Однако мое внимание привлекло множество мелких осколков возле каминной полки: разбитые фоторамки валялись на полу. А сами фотографии, на которых была запечатленна Виолетта в детстве с сестрой и матерью, исчезли. В день моего последнего визита все рамки были целы, стекло на полу я уж точно заметила бы.
Я написала Софие с просьбой связаться со мной. Потом вызвала полицию и заявила о пропаже Виолетты. Полицейские составили протокол, расспросили меня обо всем и велели ехать домой, с опаской глядя на мой живот. Я рассказала им о звонке Агнес тоже и попросила совета. Они ответили, что могут проверить, что происходит в доме моего отца, но им понадобится ордер, чтобы попасть внутрь. А получение ордера займет несколько дней.
Твою мать.
Шофер Дианы по-прежнему ждал меня снаружи. Я попросила его отвезти меня к дому отца.

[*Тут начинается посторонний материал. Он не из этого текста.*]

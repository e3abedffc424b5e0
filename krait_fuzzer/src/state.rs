//! Durable session checkpoints.
//!
//! A state file is a magic tag, a version word and a bincode payload of the
//! canonical `(corpus, coverage)` pair. Writes go to a temporary sibling
//! that is fsynced and renamed into place, so a crash mid-checkpoint never
//! clobbers the previous state.

use krait_core::{corpus::Corpus, coverage::CoverageMap};
use serde::{Deserialize, Serialize};
use std::fs::{self, File};
use std::io::{self, Read, Write};
use std::path::{Path, PathBuf};
use thiserror::Error;

const STATE_MAGIC: [u8; 8] = *b"KRAITST\0";
const STATE_VERSION: u32 = 1;

/// The persistable canonical state. Only the orchestrator mutates it.
#[derive(Debug, Clone, Default, PartialEq, Serialize, Deserialize)]
pub struct SessionState {
    pub corpus: Corpus,
    pub coverage: CoverageMap,
}

#[derive(Debug, Error)]
pub enum StateError {
    #[error("io: {0}")]
    Io(#[from] io::Error),
    #[error("not a krait state file (bad magic)")]
    BadMagic,
    #[error("unsupported state file version {found} (this build reads version {STATE_VERSION})")]
    UnsupportedVersion { found: u32 },
    #[error("corrupt state file: {0}")]
    Corrupt(#[from] bincode::Error),
}

/// Loads a checkpoint. A missing file is a fresh start; a present but
/// unreadable one is an error the user has to resolve, not a corpus to be
/// silently discarded.
pub fn load(path: &Path) -> Result<Option<SessionState>, StateError> {
    let mut file = match File::open(path) {
        Ok(f) => f,
        Err(e) if e.kind() == io::ErrorKind::NotFound => return Ok(None),
        Err(e) => return Err(e.into()),
    };

    let mut magic = [0u8; 8];
    file.read_exact(&mut magic)?;
    if magic != STATE_MAGIC {
        return Err(StateError::BadMagic);
    }
    let mut version = [0u8; 4];
    file.read_exact(&mut version)?;
    let found = u32::from_le_bytes(version);
    if found != STATE_VERSION {
        return Err(StateError::UnsupportedVersion { found });
    }

    let mut payload = Vec::new();
    file.read_to_end(&mut payload)?;
    Ok(Some(bincode::deserialize(&payload)?))
}

/// Atomically writes a checkpoint: temporary sibling, fsync, rename.
pub fn save(path: &Path, state: &SessionState) -> Result<(), StateError> {
    let tmp = tmp_path(path);
    {
        let mut file = File::create(&tmp)?;
        file.write_all(&STATE_MAGIC)?;
        file.write_all(&STATE_VERSION.to_le_bytes())?;
        file.write_all(&bincode::serialize(state)?)?;
        file.sync_all()?;
    }
    fs::rename(&tmp, path)?;
    Ok(())
}

fn tmp_path(path: &Path) -> PathBuf {
    let mut name = path.as_os_str().to_os_string();
    name.push(".tmp");
    PathBuf::from(name)
}
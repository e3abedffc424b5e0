//! The orchestrator owns the canonical corpus and coverage map, spawns
//! workers, merges their reports, persists state and decides when to stop.

use crate::comm::{WorkerCommand, WorkerReport, WorkerSettings};
use crate::config::Config;
use crate::crash::CrashDir;
use crate::state::{self, SessionState};
use crate::stats::Stats;
use crate::worker::{self, WorkerEvent, WorkerHandle};
use crate::Target;
use anyhow::Context;
use std::fs;
use std::path::Path;
use std::sync::atomic::{AtomicBool, Ordering};
use std::sync::{mpsc, Arc};
use std::time::{Duration, Instant};

/// How long workers get to exit after the shutdown broadcast before they
/// are killed.
const DRAIN_GRACE: Duration = Duration::from_secs(5);

/// Outcome of a fuzzing session.
#[derive(Debug, Clone, Copy, Default)]
pub struct FuzzSummary {
    pub executions: u64,
    /// Distinct crashes recorded during this session.
    pub crashes: u64,
    pub edges: usize,
    pub corpus: usize,
}

pub struct Orchestrator {
    config: Config,
    state: SessionState,
    crash_dir: CrashDir,
    stats: Stats,
    workers: Vec<WorkerHandle>,
    events: mpsc::Receiver<WorkerEvent>,
    events_tx: mpsc::Sender<WorkerEvent>,
    next_worker_id: usize,
    stop: Arc<AtomicBool>,
}

impl Orchestrator {
    pub fn new(config: Config) -> anyhow::Result<Self> {
        config.check()?;

        let mut state = match config.state.as_ref() {
            Some(path) => state::load(path)
                .with_context(|| format!("failed to load state file {}", path.display()))?
                .unwrap_or_default(),
            None => SessionState::default(),
        };
        if !state.corpus.is_empty() {
            log::info!(
                "resumed state: {} corpus entries, {} known edges",
                state.corpus.len(),
                state.coverage.len()
            );
        }

        let crash_dir = CrashDir::open(&config.crash_dir).with_context(|| {
            format!("failed to open crash directory {}", config.crash_dir.display())
        })?;

        let seeds = load_dir(&mut state.corpus, &config.seed_dir)
            .with_context(|| format!("failed to read seed directory {}", config.seed_dir.display()))?;
        log::info!("seed corpus: {} new entries read", seeds);

        if config.load_crashes {
            let mut loaded = 0;
            for path in crash_dir.entries()? {
                let data = fs::read(&path)
                    .with_context(|| format!("failed to read crash {}", path.display()))?;
                if state.corpus.put(data) {
                    loaded += 1;
                }
            }
            log::info!("previous crashes loaded into corpus: {}", loaded);
        }

        let (events_tx, events) = mpsc::channel();
        let next_worker_id = config.num_workers;
        Ok(Self {
            config,
            state,
            crash_dir,
            stats: Stats::new(),
            workers: Vec::new(),
            events,
            events_tx,
            next_worker_id,
            stop: Arc::new(AtomicBool::new(false)),
        })
    }

    pub fn run(mut self) -> anyhow::Result<FuzzSummary> {
        for sig in [signal_hook::consts::SIGINT, signal_hook::consts::SIGTERM] {
            signal_hook::flag::register(sig, Arc::clone(&self.stop))
                .context("failed to install signal handler")?;
        }

        log::info!(
            "spawning {} workers (start method: {:?})",
            self.config.num_workers,
            self.config.start_method
        );
        for id in 0..self.config.num_workers {
            self.spawn_worker(id)?;
        }

        let deadline = self.config.max_time.map(|t| Instant::now() + t);
        let mut next_stat = Instant::now() + self.config.stat_frequency;
        let mut next_checkpoint = Instant::now() + self.config.checkpoint_interval;

        // Running: a single thread multiplexes worker reports, the periodic
        // timers and the shutdown flag; nothing else touches the canonical
        // state.
        loop {
            if self.stop.load(Ordering::Relaxed) {
                log::info!("termination signal received, stopping");
                break;
            }
            if let Some(deadline) = deadline {
                if Instant::now() >= deadline {
                    log::info!("wall-clock budget elapsed, stopping");
                    break;
                }
            }
            if let Some(max) = self.config.max_crashes {
                if self.stats.crashes >= max {
                    log::info!("{} distinct crashes recorded, stopping", self.stats.crashes);
                    break;
                }
            }

            let mut wake = next_stat.min(next_checkpoint);
            if let Some(deadline) = deadline {
                wake = wake.min(deadline);
            }
            let timeout = wake.saturating_duration_since(Instant::now());

            match self.events.recv_timeout(timeout) {
                Ok(WorkerEvent::Report(id, report)) => self.handle_report(id, report)?,
                Ok(WorkerEvent::Exited(id)) => self.handle_exit(id)?,
                Err(mpsc::RecvTimeoutError::Timeout) => {}
                // Cannot happen while we hold a sender, but losing the
                // report channel would leave us blind.
                Err(mpsc::RecvTimeoutError::Disconnected) => {
                    anyhow::bail!("worker report channel lost")
                }
            }

            let now = Instant::now();
            if now >= next_stat {
                self.stats.report(self.state.coverage.len(), self.state.corpus.len());
                next_stat = now + self.config.stat_frequency;
            }
            if now >= next_checkpoint {
                self.checkpoint()?;
                next_checkpoint = now + self.config.checkpoint_interval;
            }
        }

        self.drain();
        self.checkpoint()?;
        self.stats.report(self.state.coverage.len(), self.state.corpus.len());
        Ok(FuzzSummary {
            executions: self.stats.executions,
            crashes: self.stats.crashes,
            edges: self.state.coverage.len(),
            corpus: self.state.corpus.len(),
        })
    }

    fn handle_report(&mut self, id: usize, report: WorkerReport) -> anyhow::Result<()> {
        match report {
            WorkerReport::NewCoverage { sample, new_edges } => {
                let fresh = self.state.coverage.merge(&new_edges);
                if !fresh.is_empty() && self.state.corpus.put(sample.clone()) {
                    log::debug!(
                        "worker-{}: {} new edges, corpus entry of {} bytes",
                        id,
                        fresh.len(),
                        sample.len()
                    );
                    self.broadcast(WorkerCommand::Input { sample });
                }
            }
            WorkerReport::Crash { sample, error, new_edges } => {
                let fresh = self.state.coverage.merge(&new_edges);
                log::debug!("worker-{}: target crashed: {}", id, error);
                if self.record_crash(&sample)? {
                    self.stats.inc_crashes();
                }
                // A crashing input that also uncovered edges stays
                // interesting for mutation.
                if !fresh.is_empty() && self.state.corpus.put(sample.clone()) {
                    self.broadcast(WorkerCommand::Input { sample });
                }
            }
            WorkerReport::Status { executions } => self.stats.add_executions(executions),
        }
        Ok(())
    }

    /// Recording crashes is the one job the fuzzer cannot shrug off: one
    /// retry, then escalate.
    fn record_crash(&self, sample: &[u8]) -> anyhow::Result<bool> {
        match self.crash_dir.save(sample) {
            Ok(added) => Ok(added),
            Err(e) => {
                log::warn!("failed to write crash file ({}), retrying", e);
                self.crash_dir
                    .save(sample)
                    .context("cannot record crashes")
            }
        }
    }

    fn handle_exit(&mut self, id: usize) -> anyhow::Result<()> {
        let Some(pos) = self.workers.iter().position(|w| w.id() == id) else {
            // Already drained or replaced.
            return Ok(());
        };
        let mut dead = self.workers.swap_remove(pos);
        dead.kill();
        log::warn!("worker-{} died without a report, respawning", id);
        let fresh = self.next_worker_id;
        self.next_worker_id += 1;
        self.spawn_worker(fresh)
    }

    fn spawn_worker(&mut self, id: usize) -> anyhow::Result<()> {
        let snapshot = WorkerCommand::Seed {
            corpus: self.state.corpus.samples().to_vec(),
            coverage: self.state.coverage.clone(),
            settings: WorkerSettings {
                close_stdout: self.config.close_stdout,
                close_stderr: self.config.close_stderr,
            },
        };
        let handle = WorkerHandle::spawn(id, snapshot, self.events_tx.clone())
            .with_context(|| format!("failed to spawn worker-{}", id))?;
        self.workers.push(handle);
        Ok(())
    }

    fn broadcast(&self, cmd: WorkerCommand) {
        for worker in &self.workers {
            worker.send(cmd.clone());
        }
    }

    fn drain(&mut self) {
        log::info!("draining {} workers", self.workers.len());
        for worker in &self.workers {
            worker.shutdown();
        }
        let deadline = Instant::now() + DRAIN_GRACE;
        let mut pending: Vec<WorkerHandle> = self.workers.drain(..).collect();
        while !pending.is_empty() && Instant::now() < deadline {
            pending.retain_mut(|w| !matches!(w.try_wait(), Ok(Some(_))));
            std::thread::sleep(Duration::from_millis(50));
        }
        for mut worker in pending {
            log::warn!("worker-{} ignored shutdown, killing", worker.id());
            worker.kill();
        }
    }

    fn checkpoint(&self) -> anyhow::Result<()> {
        let Some(path) = self.config.state.as_ref() else {
            return Ok(());
        };
        state::save(path, &self.state)
            .with_context(|| format!("failed to write state file {}", path.display()))
    }
}

/// Adds every regular file of `dir` to the corpus; returns how many were
/// new.
fn load_dir(corpus: &mut krait_core::corpus::Corpus, dir: &Path) -> anyhow::Result<usize> {
    let mut paths: Vec<_> = fs::read_dir(dir)?
        .filter_map(Result::ok)
        .map(|e| e.path())
        .filter(|p| p.is_file())
        .collect();
    paths.sort();

    let mut added = 0;
    for path in paths {
        let data =
            fs::read(&path).with_context(|| format!("failed to read {}", path.display()))?;
        if corpus.put(data) {
            added += 1;
        }
    }
    Ok(added)
}

/// Regression mode: no workers, no mutation. Replays every recorded crash
/// and reports how many still crash.
pub fn run_regression(crash_dir: &Path, target: Target) -> anyhow::Result<u64> {
    worker::install_panic_hook();
    let dir = CrashDir::open(crash_dir)
        .with_context(|| format!("failed to open crash directory {}", crash_dir.display()))?;

    let mut still_crashing = 0;
    for path in dir.entries()? {
        let sample =
            fs::read(&path).with_context(|| format!("failed to read {}", path.display()))?;
        match worker::execute(target, &sample).0 {
            Some(error) => {
                still_crashing += 1;
                log::info!("{}: still crashing: {}", path.display(), error);
            }
            None => log::info!("{}: no longer crashes", path.display()),
        }
    }
    Ok(still_crashing)
}
//! Core algorithms and data structures of krait.

use ahash::{AHashMap, AHashSet};

pub mod corpus;
pub mod coverage;
pub mod mutation;
pub mod trace;

pub type HashMap<K, V> = AHashMap<K, V>;
pub type HashSet<V> = AHashSet<V>;

/// All mutation randomness comes from the operating system generator;
/// predictable mutation streams would let pathological targets starve the
/// fuzzer.
pub type RngType = rand::rngs::OsRng;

– К Смирновым? – переспросил он.
– Да, – кивнула я.
– Я не повезу вас туда. Это распоряжение Дианы.
– Да неужели?
– Мне жаль. Куда угодно, но только не туда.
– Ладно, – сквозь зубы сказала я. – Тогда поехали домой. Домой к Демидовым. Хотя нет, подождите, я забыла кое-что в квартире Малышенко.
Я вышла из машины и снова зашла в подъезд. Нашла дверь, ведущую к пожарному выходу, вышла на другую улицу и поймала там такси.
Аллилуйя, новый таксист больше не задавал вопросов и за денежки был готов отвезти меня даже к серийному маньяку.
* * *
На пороге меня встретил сам отец. Видимо, охранник, следивший за камерами на территории нашего дома, успел доложить ему, что сама блудная дочь явилась к нему в гости. На отце была серая футболка с двумя большими темными пятнами под мышками и штаны из джерси с вытянутыми коленями. В его пальцах дымилась сигара, лицо было небритым, и вообще он выглядел так, словно только что закончил жать штангу. Ну или тягать кирпичи во дворе. Неряшливо, мрачно и изможденно. Может, наконец решил заняться спортом…
– Мне нужно поговорить с Розой, она дома? – просила я. – Я пыталась дозвониться, но не получилось.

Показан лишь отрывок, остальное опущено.